Smart-Home-Propagandisten unterstellen stets Komfort und Bedienungserleichterung mit der neuen digitalen Infrastruktur und unterschlagen die Verluste, die eine Delegation von Lebensvollzügen mit sich bringt. Samsungs Verheißung "You can control" soll Überlegenheit signalisieren, statuiert aber auch eine Verpflichtung. Man muß in der Küche immer mehr fernsteuern oder zeitsteuern, obwohl man doch ohnehin in der Küche tätig ist, und zur Koordination und Kompilation der verschiedenen Steuerungsvorgänge braucht es dann wieder eigene Automatiken, die u.a. in sog. Szenarien zusammengefaßt werden.

Man wird in seinem eigenen Haushalt zum Besucher und Bewohner vorab festgelegter Szenarien und zum Wiederholer seiner selbst. Je nach Blickwinkel mag das als goldener Käfig oder als Gefängnis wirken. Die dienende Rolle der Technik wird trickreich überspielt. Als Argument für das 'intelligente', d.h. vernetzte Heim gilt nun: "Stay connected with family". Küche und Wohnung müssen also vernetzt sein, damit man überhaupt noch Kontakt zum Rest seiner Familie hat.

Natürlich wird auch bei Samsung mit KI gekocht, und die individuellen Eßgewohnheiten werden mit dem Kühlschrankinhalt verrechnet. Der Gesundheitsdiktatur steht also nichts mehr im Wege. Bei Philips denkt man in die gleiche Richtung. Anläßlich eines Mixers für Smoothies ist von "nutritional coaching" die Rede, die Zahnpflege wird derart professionalisiert, daß man auch gleich ein Zahnfoto zu seinem "Teledentisten" schicken kann, und überhaupt wird das gesamte Gesundheitswesen durch Digitalisierung auf ein neues Niveau gehoben, "transforming health".

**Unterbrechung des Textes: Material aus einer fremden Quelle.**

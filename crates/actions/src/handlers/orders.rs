use async_trait::async_trait;
use storefront_core::{
    replies, ActionError, ExpectedStatus, FallbackReplies, OutboundRequest, Order, Tracker,
};

use crate::action::Action;
use crate::backend::SharedBackend;

pub struct ViewMyOrders {
    backend: SharedBackend,
}

impl ViewMyOrders {
    pub const NAME: &'static str = "action_view_my_orders";

    pub fn new(backend: SharedBackend) -> Self {
        Self { backend }
    }
}

#[async_trait]
impl Action for ViewMyOrders {
    fn name(&self) -> &'static str {
        Self::NAME
    }

    fn fallback(&self) -> FallbackReplies {
        FallbackReplies::uniform("Could not fetch your orders.")
    }

    async fn reply(&self, _tracker: &Tracker) -> Result<String, ActionError> {
        let orders = fetch_orders(&self.backend, "/api/orders").await?;
        Ok(replies::my_orders(&orders))
    }
}

/// Lists every customer's orders. Access control is the backend's call.
pub struct ViewAllOrders {
    backend: SharedBackend,
}

impl ViewAllOrders {
    pub const NAME: &'static str = "action_view_all_orders";

    pub fn new(backend: SharedBackend) -> Self {
        Self { backend }
    }
}

#[async_trait]
impl Action for ViewAllOrders {
    fn name(&self) -> &'static str {
        Self::NAME
    }

    fn fallback(&self) -> FallbackReplies {
        FallbackReplies::uniform("Could not fetch admin orders.")
    }

    async fn reply(&self, _tracker: &Tracker) -> Result<String, ActionError> {
        let orders = fetch_orders(&self.backend, "/api/admin/orders").await?;
        Ok(replies::admin_orders(&orders))
    }
}

async fn fetch_orders(backend: &SharedBackend, path: &str) -> Result<Vec<Order>, ActionError> {
    let response =
        backend.send(OutboundRequest::get(path)).await?.expect_status(ExpectedStatus::AnySuccess)?;
    Ok(response.decode::<Option<Vec<Order>>>()?.unwrap_or_default())
}
use anyhow::Result;

#[tokio::main]
async fn main() -> Result<()> {
    storefront_server::run().await
}
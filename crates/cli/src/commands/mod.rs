pub mod actions;
pub mod config;
pub mod doctor;
pub mod invoke;

use serde::Serialize;
use serde_json::{Map, Value};
use storefront_actions::HttpBackend;
use storefront_core::config::{AppConfig, LoadOptions};

pub const EXIT_OK: u8 = 0;
pub const EXIT_CHECKS_FAILED: u8 = 1;
pub const EXIT_CONFIG: u8 = 2;
pub const EXIT_RUNTIME_INIT: u8 = 3;
pub const EXIT_UNKNOWN_ACTION: u8 = 4;
pub const EXIT_MALFORMED_SLOT: u8 = 5;

#[derive(Debug, Clone)]
pub struct CommandResult {
    pub exit_code: u8,
    pub output: String,
}

#[derive(Debug, Serialize)]
struct CommandOutcome {
    command: String,
    status: String,
    error_class: Option<String>,
    message: String,
}

impl CommandResult {
    pub fn success(command: &str, message: impl Into<String>) -> Self {
        let payload = CommandOutcome {
            command: command.to_string(),
            status: "ok".to_string(),
            error_class: None,
            message: message.into(),
        };
        Self { exit_code: EXIT_OK, output: serialize_payload(&payload) }
    }

    /// Success envelope carrying command-specific fields next to `command` and `status`.
    pub fn success_with(command: &str, details: impl Serialize) -> Self {
        let mut payload = match serde_json::to_value(details) {
            Ok(Value::Object(fields)) => fields,
            Ok(other) => Map::from_iter([("result".to_string(), other)]),
            Err(error) => {
                return Self::failure(command, "serialization", error.to_string(), EXIT_RUNTIME_INIT)
            }
        };
        payload.insert("command".to_string(), Value::from(command));
        payload.insert("status".to_string(), Value::from("ok"));
        Self { exit_code: EXIT_OK, output: serialize_payload(&payload) }
    }

    pub fn failure(
        command: &str,
        error_class: &str,
        message: impl Into<String>,
        exit_code: u8,
    ) -> Self {
        let payload = CommandOutcome {
            command: command.to_string(),
            status: "error".to_string(),
            error_class: Some(error_class.to_string()),
            message: message.into(),
        };
        Self { exit_code, output: serialize_payload(&payload) }
    }
}

/// Loads configuration and builds the backend client, or the failure the caller should print.
fn configured_backend(command: &str) -> Result<(AppConfig, HttpBackend), CommandResult> {
    let config = AppConfig::load(LoadOptions::default()).map_err(|error| {
        CommandResult::failure(
            command,
            "config_validation",
            format!("configuration issue: {error}"),
            EXIT_CONFIG,
        )
    })?;
    let backend = HttpBackend::from_config(&config.backend).map_err(|error| {
        CommandResult::failure(command, "backend_setup", error.to_string(), EXIT_CONFIG)
    })?;
    Ok((config, backend))
}

fn serialize_payload(payload: &impl Serialize) -> String {
    serde_json::to_string(payload).unwrap_or_else(|error| {
        format!(
            "{{\"command\":\"unknown\",\"status\":\"error\",\"error_class\":\"serialization\",\"message\":\"{}\"}}",
            error.to_string().replace('\\', "\\\\").replace('"', "\\\"")
        )
    })
}
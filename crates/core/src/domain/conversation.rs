use std::collections::BTreeMap;

use serde::{Deserialize, Serialize};
use serde_json::Value;

/// Read-only view of the conversation a host framework hands to an action.
#[derive(Clone, Debug, Default, PartialEq, Serialize, Deserialize)]
pub struct Tracker {
    #[serde(default)]
    pub sender_id: Option<String>,
    #[serde(default)]
    pub slots: BTreeMap<String, Value>,
}

impl Tracker {
    pub fn new(sender_id: impl Into<String>) -> Self {
        Self { sender_id: Some(sender_id.into()), slots: BTreeMap::new() }
    }

    pub fn with_slot(mut self, name: impl Into<String>, value: impl Into<Value>) -> Self {
        self.slots.insert(name.into(), value.into());
        self
    }

    /// Current slot value as text. Null, blank, list and object slots read as unset.
    pub fn get_slot(&self, name: &str) -> Option<String> {
        self.slots.get(name).and_then(slot_text)
    }
}

fn slot_text(value: &Value) -> Option<String> {
    match value {
        Value::String(text) => {
            let trimmed = text.trim();
            (!trimmed.is_empty()).then(|| trimmed.to_owned())
        }
        Value::Number(number) => {
            if let Some(integer) = number.as_i64() {
                return Some(integer.to_string());
            }
            if let Some(integer) = number.as_u64() {
                return Some(integer.to_string());
            }
            // slot engines often hand integers over as floats (`2.0`)
            number.as_f64().map(|float| {
                if float.is_finite() && float.fract() == 0.0 && float.abs() < i64::MAX as f64 {
                    (float as i64).to_string()
                } else {
                    float.to_string()
                }
            })
        }
        Value::Bool(flag) => Some(flag.to_string()),
        Value::Null | Value::Array(_) | Value::Object(_) => None,
    }
}
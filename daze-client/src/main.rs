mod dialer;
mod registry;
mod routing;
mod socks5;

use clap::{Parser, Subcommand};
use daze_proto::config::load_client_config;
use std::net::SocketAddr;
use std::path::PathBuf;
use std::sync::Arc;
use std::time::Duration;
use tokio::net::TcpListener;
use tokio::sync::Semaphore;

#[derive(Parser)]
#[command(name = "daze-client", about = "daze proxy client — SOCKS5 ingress with geo-routed tunneling")]
struct Cli {
    /// Local SOCKS5 listen address
    #[arg(short, long, default_value = "127.0.0.1:51959")]
    listen: String,

    /// Remote daze-server address
    #[arg(short, long, default_value = "127.0.0.1:51958")]
    server: String,

    /// Path to config file (optional; built-in defaults apply otherwise)
    #[arg(short, long)]
    config: Option<PathBuf>,

    /// Override log level
    #[arg(long)]
    log_level: Option<String>,

    #[command(subcommand)]
    command: Option<Command>,
}

#[derive(Subcommand)]
enum Command {
    /// Launch a child process with `all_proxy` pointed at this client's
    /// listen address (mirrors the original `daze.py cmd` helper).
    Cmd {
        #[arg(trailing_var_arg = true, required = true)]
        args: Vec<String>,
    },
}

#[tokio::main]
async fn main() -> Result<(), Box<dyn std::error::Error>> {
    let cli = Cli::parse();

    if let Some(Command::Cmd { args }) = &cli.command {
        return run_cmd(&cli.listen, args).await;
    }

    let config = load_client_config(cli.config.as_deref())?;

    let log_level = cli.log_level.as_deref().unwrap_or(&config.logging.level);
    let filter = tracing_subscriber::EnvFilter::try_new(log_level)
        .unwrap_or_else(|_| tracing_subscriber::EnvFilter::new("warn"));
    tracing_subscriber::fmt()
        .with_env_filter(filter)
        .with_target(false)
        .compact()
        .init();

    tracing::info!("daze-client starting");

    let server_addr: SocketAddr = cli
        .server
        .parse()
        .map_err(|e| format!("invalid server address: {}", e))?;

    let registry_cfg = &config.registry;
    let cache_path = PathBuf::from(&registry_cfg.cache_path);
    let source_url = registry_cfg.source_url.clone();
    let max_age = Duration::from_secs(registry_cfg.refresh_days * 24 * 60 * 60);

    let registry_text = registry::load(&cache_path, &source_url, max_age, fetch_via_http).await?;
    let router = Arc::new(routing::Router::from_registry_text(&registry_text, &registry_cfg.country));

    let listener = TcpListener::bind(&cli.listen).await?;
    tracing::info!("SOCKS5 listening on {}", cli.listen);

    let semaphore = Arc::new(Semaphore::new(config.limits.max_connections as usize));

    loop {
        tokio::select! {
            result = listener.accept() => {
                let (stream, peer) = result?;
                let router = router.clone();
                let sem = semaphore.clone();

                tokio::spawn(async move {
                    let _permit = match sem.try_acquire() {
                        Ok(p) => p,
                        Err(_) => {
                            tracing::warn!("connection limit reached, rejecting {}", peer);
                            return;
                        }
                    };

                    if let Err(e) = socks5::handle(stream, router, server_addr).await {
                        tracing::debug!("client {} error: {}", peer, e);
                    }
                });
            }
            _ = shutdown_signal() => {
                tracing::info!("shutdown signal received");
                break;
            }
        }
    }

    tracing::info!("daze-client stopped");
    Ok(())
}

async fn fetch_via_http(url: &str) -> std::io::Result<String> {
    reqwest::get(url)
        .await
        .and_then(|r| r.error_for_status())
        .map_err(|e| std::io::Error::new(std::io::ErrorKind::Other, e.to_string()))?
        .text()
        .await
        .map_err(|e| std::io::Error::new(std::io::ErrorKind::Other, e.to_string()))
}

async fn run_cmd(listen_addr: &str, args: &[String]) -> Result<(), Box<dyn std::error::Error>> {
    let (program, rest) = args.split_first().ok_or("no command given")?;
    let status = tokio::process::Command::new(program)
        .args(rest)
        .env("all_proxy", format!("socks5://{}", listen_addr))
        .status()
        .await?;
    std::process::exit(status.code().unwrap_or(1));
}

async fn shutdown_signal() {
    let ctrl_c = tokio::signal::ctrl_c();
    let mut sigterm = tokio::signal::unix::signal(tokio::signal::unix::SignalKind::terminate())
        .expect("failed to setup SIGTERM handler");

    tokio::select! {
        _ = ctrl_c => {},
        _ = sigterm.recv() => {},
    }
}
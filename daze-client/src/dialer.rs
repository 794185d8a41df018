/// Client-side outbound dial: open a TCP connection to the remote
/// server, hand it a fresh random key, and perform the handshake so the
/// caller gets back a `FramedConn` ready to carry one proxied connection's
/// bytes.
use daze_proto::protocol::{build_handshake_payload, FramedConn, KEY_LEN};
use rand::RngCore;
use std::io;
use std::net::SocketAddr;
use tokio::net::TcpStream;

/// Dial `server_addr` and request a tunnel to `target` (already in
/// `host:port` form). Each call generates its own random key — sessions
/// never share keystream state.
pub async fn dial(server_addr: SocketAddr, target: &str) -> io::Result<FramedConn<TcpStream>> {
    let mut raw = TcpStream::connect(server_addr).await?;

    let mut key = vec![0u8; KEY_LEN];
    rand::thread_rng().fill_bytes(&mut key);
    tokio::io::AsyncWriteExt::write_all(&mut raw, &key).await?;

    let mut framed = FramedConn::new(raw, &key)?;
    let payload = build_handshake_payload(target)?;
    framed.send(&payload).await?;

    Ok(framed)
}
mod handler;

use clap::Parser;
use daze_proto::config::load_server_config;
use std::path::PathBuf;
use std::sync::Arc;
use tokio::net::TcpListener;
use tokio::sync::Semaphore;
use tokio::time::Duration;

#[derive(Parser)]
#[command(name = "daze-server", about = "daze proxy server — obfuscated tunnel endpoint")]
struct Cli {
    /// Listen address
    #[arg(short, long, default_value = "0.0.0.0:51958")]
    listen: String,

    /// Path to config file (optional; built-in defaults apply otherwise)
    #[arg(short, long)]
    config: Option<PathBuf>,

    /// Override log level
    #[arg(long)]
    log_level: Option<String>,
}

#[tokio::main]
async fn main() -> Result<(), Box<dyn std::error::Error>> {
    let cli = Cli::parse();

    let config = load_server_config(cli.config.as_deref())?;

    let log_level = cli.log_level.as_deref().unwrap_or(&config.logging.level);
    let filter = tracing_subscriber::EnvFilter::try_new(log_level)
        .unwrap_or_else(|_| tracing_subscriber::EnvFilter::new("warn"));
    tracing_subscriber::fmt()
        .with_env_filter(filter)
        .with_target(false)
        .compact()
        .init();

    tracing::info!("daze-server starting");

    let handshake_timeout = Duration::from_secs(config.limits.handshake_timeout_sec);
    let max_conns = config.limits.max_connections as usize;

    let listener = TcpListener::bind(&cli.listen).await?;
    tracing::info!("listening on {}", cli.listen);

    let semaphore = Arc::new(Semaphore::new(max_conns));

    loop {
        tokio::select! {
            result = listener.accept() => {
                let (stream, addr) = result?;
                let sem = semaphore.clone();

                tokio::spawn(async move {
                    let _permit = match sem.try_acquire() {
                        Ok(p) => p,
                        Err(_) => {
                            tracing::warn!("connection limit reached, rejecting {}", addr);
                            return;
                        }
                    };

                    if let Err(e) = handler::handle_client(stream, addr, handshake_timeout).await {
                        tracing::debug!("client {} error: {}", addr, e);
                    }
                });
            }
            _ = shutdown_signal() => {
                tracing::info!("shutdown signal received");
                break;
            }
        }
    }

    tracing::info!("daze-server stopped");
    Ok(())
}

async fn shutdown_signal() {
    let ctrl_c = tokio::signal::ctrl_c();
    let mut sigterm = tokio::signal::unix::signal(tokio::signal::unix::SignalKind::terminate())
        .expect("failed to setup SIGTERM handler");

    tokio::select! {
        _ = ctrl_c => {},
        _ = sigterm.recv() => {},
    }
}
/// Wire protocol: the handshake frames and the FramedConn that carries them.
///
/// Byte-exact layout (client → server), everything after the raw key XORed
/// with the keystream derived from it:
/// ```text
/// [0..128)     raw key K, unobfuscated
/// [128..130)   0xFF 0xFF magic                 ─┐
/// [130..248)   random padding                   │ authenticity frame (128 B)
/// [248..256)   big-endian UNIX timestamp        ─┘
/// [256]        0x01 (CONNECT)                   ─┐
/// [257]        L, address length (1..255)        │ destination frame (258 B)
/// [258..258+L) ASCII "host:port"                 │
/// [258+L..514) random padding                   ─┘
/// ```
/// Server → client after the handshake: raw tunneled payload, obfuscated.
use crate::keystream::Keystream;
use rand::Rng;
use std::io;
use std::time::{SystemTime, UNIX_EPOCH};
use tokio::io::{AsyncReadExt, AsyncWriteExt};
use tokio::net::tcp::{OwnedReadHalf, OwnedWriteHalf};
use tokio::net::TcpStream;

// ── Wire constants ──────────────────────────────────────────────────

/// Raw, unobfuscated key material sent at the start of every session.
pub const KEY_LEN: usize = 128;
/// First obfuscated block: magic + replay-window timestamp + padding.
pub const AUTH_FRAME_LEN: usize = 128;
/// Second obfuscated block: command + address length + address + padding.
pub const DEST_FRAME_LEN: usize = 258;
/// The client sends both frames as one logical write of this many bytes.
pub const HANDSHAKE_PAYLOAD_LEN: usize = AUTH_FRAME_LEN + DEST_FRAME_LEN;
/// Acceptable clock skew between client and server, in seconds.
pub const AUTH_WINDOW_SECS: i64 = 60;
/// Longest address ("host:port") the destination frame can carry.
pub const MAX_ADDRESS_LEN: usize = 255;

const AUTH_MAGIC: [u8; 2] = [0xFF, 0xFF];
const TIMESTAMP_OFFSET: usize = 120;
const TIMESTAMP_LEN: usize = 8;
const CMD_CONNECT: u8 = 0x01;

fn invalid_data(msg: &str) -> io::Error {
    io::Error::new(io::ErrorKind::InvalidData, msg.to_string())
}

fn now_unix() -> u64 {
    SystemTime::now()
        .duration_since(UNIX_EPOCH)
        .expect("system clock before UNIX epoch")
        .as_secs()
}

// ── Handshake payload (client side) ─────────────────────────────────

/// Build the 386-byte handshake payload: authenticity frame (magic +
/// timestamp + padding) followed by the destination frame (CONNECT command
/// + address) for `address` ("host:port", 1..=255 bytes).
///
/// The timestamp is written as a 4-byte big-endian UNIX second count,
/// left-padded with zero bytes into the 8-byte field the server reads as a
/// big-endian u64 — this only agrees with the server's interpretation until
/// the 4-byte value wraps around the year 2106. Kept this way deliberately
/// for wire compatibility with existing deployments rather than widening it.
pub fn build_handshake_payload(address: &str) -> io::Result<Vec<u8>> {
    let addr_bytes = address.as_bytes();
    if addr_bytes.is_empty() || addr_bytes.len() > MAX_ADDRESS_LEN {
        return Err(invalid_data("address length out of range"));
    }

    let mut buf = vec![0u8; HANDSHAKE_PAYLOAD_LEN];
    // One bulk RNG call for all padding, rather than sampling byte by byte.
    rand::thread_rng().fill(&mut buf[..]);

    buf[0] = AUTH_MAGIC[0];
    buf[1] = AUTH_MAGIC[1];

    let secs = now_unix() as u32;
    buf[TIMESTAMP_OFFSET..TIMESTAMP_OFFSET + 4].copy_from_slice(&[0, 0, 0, 0]);
    buf[TIMESTAMP_OFFSET + 4..TIMESTAMP_OFFSET + TIMESTAMP_LEN].copy_from_slice(&secs.to_be_bytes());

    let dest_start = AUTH_FRAME_LEN;
    buf[dest_start] = CMD_CONNECT;
    buf[dest_start + 1] = addr_bytes.len() as u8;
    buf[dest_start + 2..dest_start + 2 + addr_bytes.len()].copy_from_slice(addr_bytes);

    Ok(buf)
}

// ── Handshake frame parsing (server side) ───────────────────────────

/// Validate a deobfuscated 128-byte authenticity frame: magic bytes and a
/// timestamp within `AUTH_WINDOW_SECS` of the server clock.
pub fn parse_auth_frame(frame: &[u8]) -> io::Result<()> {
    if frame.len() != AUTH_FRAME_LEN {
        return Err(invalid_data("short authenticity frame"));
    }
    if frame[0] != AUTH_MAGIC[0] || frame[1] != AUTH_MAGIC[1] {
        return Err(invalid_data("malformed request: bad magic"));
    }
    let ts_bytes: [u8; 8] = frame[TIMESTAMP_OFFSET..TIMESTAMP_OFFSET + TIMESTAMP_LEN]
        .try_into()
        .unwrap();
    let ts = u64::from_be_bytes(ts_bytes);
    let now = now_unix();
    let skew = (now as i64) - (ts as i64);
    if skew.abs() > AUTH_WINDOW_SECS {
        return Err(invalid_data("expired handshake timestamp"));
    }
    Ok(())
}

/// Parse a deobfuscated 258-byte destination frame into `(host, port)`.
pub fn parse_dest_frame(frame: &[u8]) -> io::Result<(String, u16)> {
    if frame.len() != DEST_FRAME_LEN {
        return Err(invalid_data("short destination frame"));
    }
    let len = frame[1] as usize;
    if len == 0 || len > MAX_ADDRESS_LEN {
        return Err(invalid_data("bad destination address length"));
    }
    let addr = std::str::from_utf8(&frame[2..2 + len])
        .map_err(|_| invalid_data("destination address is not UTF-8"))?;
    let (host, port_str) = addr
        .rsplit_once(':')
        .ok_or_else(|| invalid_data("destination address missing port"))?;
    let port: u16 = port_str
        .parse()
        .map_err(|_| invalid_data("destination address has invalid port"))?;
    Ok((host.to_string(), port))
}

// ── FramedConn ───────────────────────────────────────────────────────

/// Wraps a raw bidirectional stream with one keystream per direction.
/// Owns the stream for its whole lifetime; dropping it closes the
/// underlying stream and destroys both keystreams along with it — there is
/// no separate `close`, `Drop` already makes it idempotent.
pub struct FramedConn<S> {
    stream: S,
    write_ks: Keystream,
    read_ks: Keystream,
}

impl<S> FramedConn<S>
where
    S: tokio::io::AsyncRead + tokio::io::AsyncWrite + Unpin,
{
    /// Seed both directions' keystreams from the same key.
    pub fn new(stream: S, key: &[u8]) -> io::Result<Self> {
        let write_ks = Keystream::new(key).map_err(|e| io::Error::new(io::ErrorKind::InvalidInput, e))?;
        let read_ks = Keystream::new(key).map_err(|e| io::Error::new(io::ErrorKind::InvalidInput, e))?;
        Ok(Self {
            stream,
            write_ks,
            read_ks,
        })
    }

    /// Obfuscate `data` and write it to the underlying stream, looping
    /// until the whole buffer lands (short writes are not visible to the
    /// caller).
    pub async fn send(&mut self, data: &[u8]) -> io::Result<()> {
        let mut buf = data.to_vec();
        self.write_ks.apply(&mut buf);
        self.stream.write_all(&buf).await
    }

    /// Read up to `max` bytes, deobfuscate them, and return them. An empty
    /// result means end of stream.
    pub async fn recv(&mut self, max: usize) -> io::Result<Vec<u8>> {
        let mut buf = vec![0u8; max];
        let n = self.stream.read(&mut buf).await?;
        buf.truncate(n);
        self.read_ks.apply(&mut buf);
        Ok(buf)
    }

    /// Read exactly `n` bytes, deobfuscate them, and return them — used for
    /// the fixed-size handshake frames, where a short read means the peer
    /// closed mid-handshake.
    pub async fn recv_exact(&mut self, n: usize) -> io::Result<Vec<u8>> {
        let mut buf = vec![0u8; n];
        self.stream.read_exact(&mut buf).await?;
        self.read_ks.apply(&mut buf);
        Ok(buf)
    }
}

impl FramedConn<TcpStream> {
    /// Split into independent read/write halves so a splice can drive both
    /// directions concurrently without the two keystreams ever touching
    /// shared state.
    pub fn into_split(self) -> (FramedReader, FramedWriter) {
        let (read_half, write_half) = self.stream.into_split();
        (
            FramedReader {
                half: read_half,
                ks: self.read_ks,
            },
            FramedWriter {
                half: write_half,
                ks: self.write_ks,
            },
        )
    }
}

/// The read half of a split `FramedConn<TcpStream>`.
pub struct FramedReader {
    half: OwnedReadHalf,
    ks: Keystream,
}

impl FramedReader {
    pub async fn recv(&mut self, max: usize) -> io::Result<Vec<u8>> {
        let mut buf = vec![0u8; max];
        let n = self.half.read(&mut buf).await?;
        buf.truncate(n);
        self.ks.apply(&mut buf);
        Ok(buf)
    }
}

/// The write half of a split `FramedConn<TcpStream>`.
pub struct FramedWriter {
    half: OwnedWriteHalf,
    ks: Keystream,
}

impl FramedWriter {
    pub async fn send(&mut self, data: &[u8]) -> io::Result<()> {
        let mut buf = data.to_vec();
        self.ks.apply(&mut buf);
        self.half.write_all(&buf).await
    }
}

Slogans und andere sprachliche Entgleisungen

Samsung stellt eine harte kognitive Dissonanz in den Raum: "Do what You can't". Das liefe bestenfalls auf "Nichts ist unmöglich" hinaus. Fürs Erste wären wir aber schon zufrieden, wenn das, was technisch versprochen wird, auch funktioniert und lange und ohne Privatsphärenverletzung funktioniert. Ohne Eigenleistung, um nicht zu sagen: gelinden Zwang, geht es dabei aber nicht: "Open Your mind to innovation". Für das Neue soll man offen sein und das Alte wegwerfen wollen. Miele scheint den gleichen Werbetexter beschäftigt zu haben "Let's do what nobody has done before".

Freenet TV verkündet als Ziel, "den Zugang zu Fernsehprogrammen in HD-Qualität zu vereinfachen." Diese Verdrehung der Tatsachen sollte man nicht hinnehmen. Der Zugang zu HD-Programmen ist per se einfach, wenn er nicht durch Zugangshürden, in diesem Falle Kassenhäuschen, Codekarten, Anmeldungen etc. erschwert wird, und genau dies ist ja der Zweck von Freenet. Etwas einfacheres als freie Empfangbarkeit (ohne Freenet) gibt es nachweislich nicht.

Sharp fordert: "Be original". Soll man echt sein, oder originell? TCL “The creative life”. Natürlich, kreativ sind wir irgendwie alle, nicht wahr? Changchong verspricht gleich ein "Easy, smart, wonderful life". Das ist doch konsensfähig. Grundig will als Heimat gesehen werden: "Where Home is". Sony will "Getting closer to people". Noch näher als In-ear-Kopfhörer? Oder will man doch mal wieder die Kundenwünsche näher anschauen?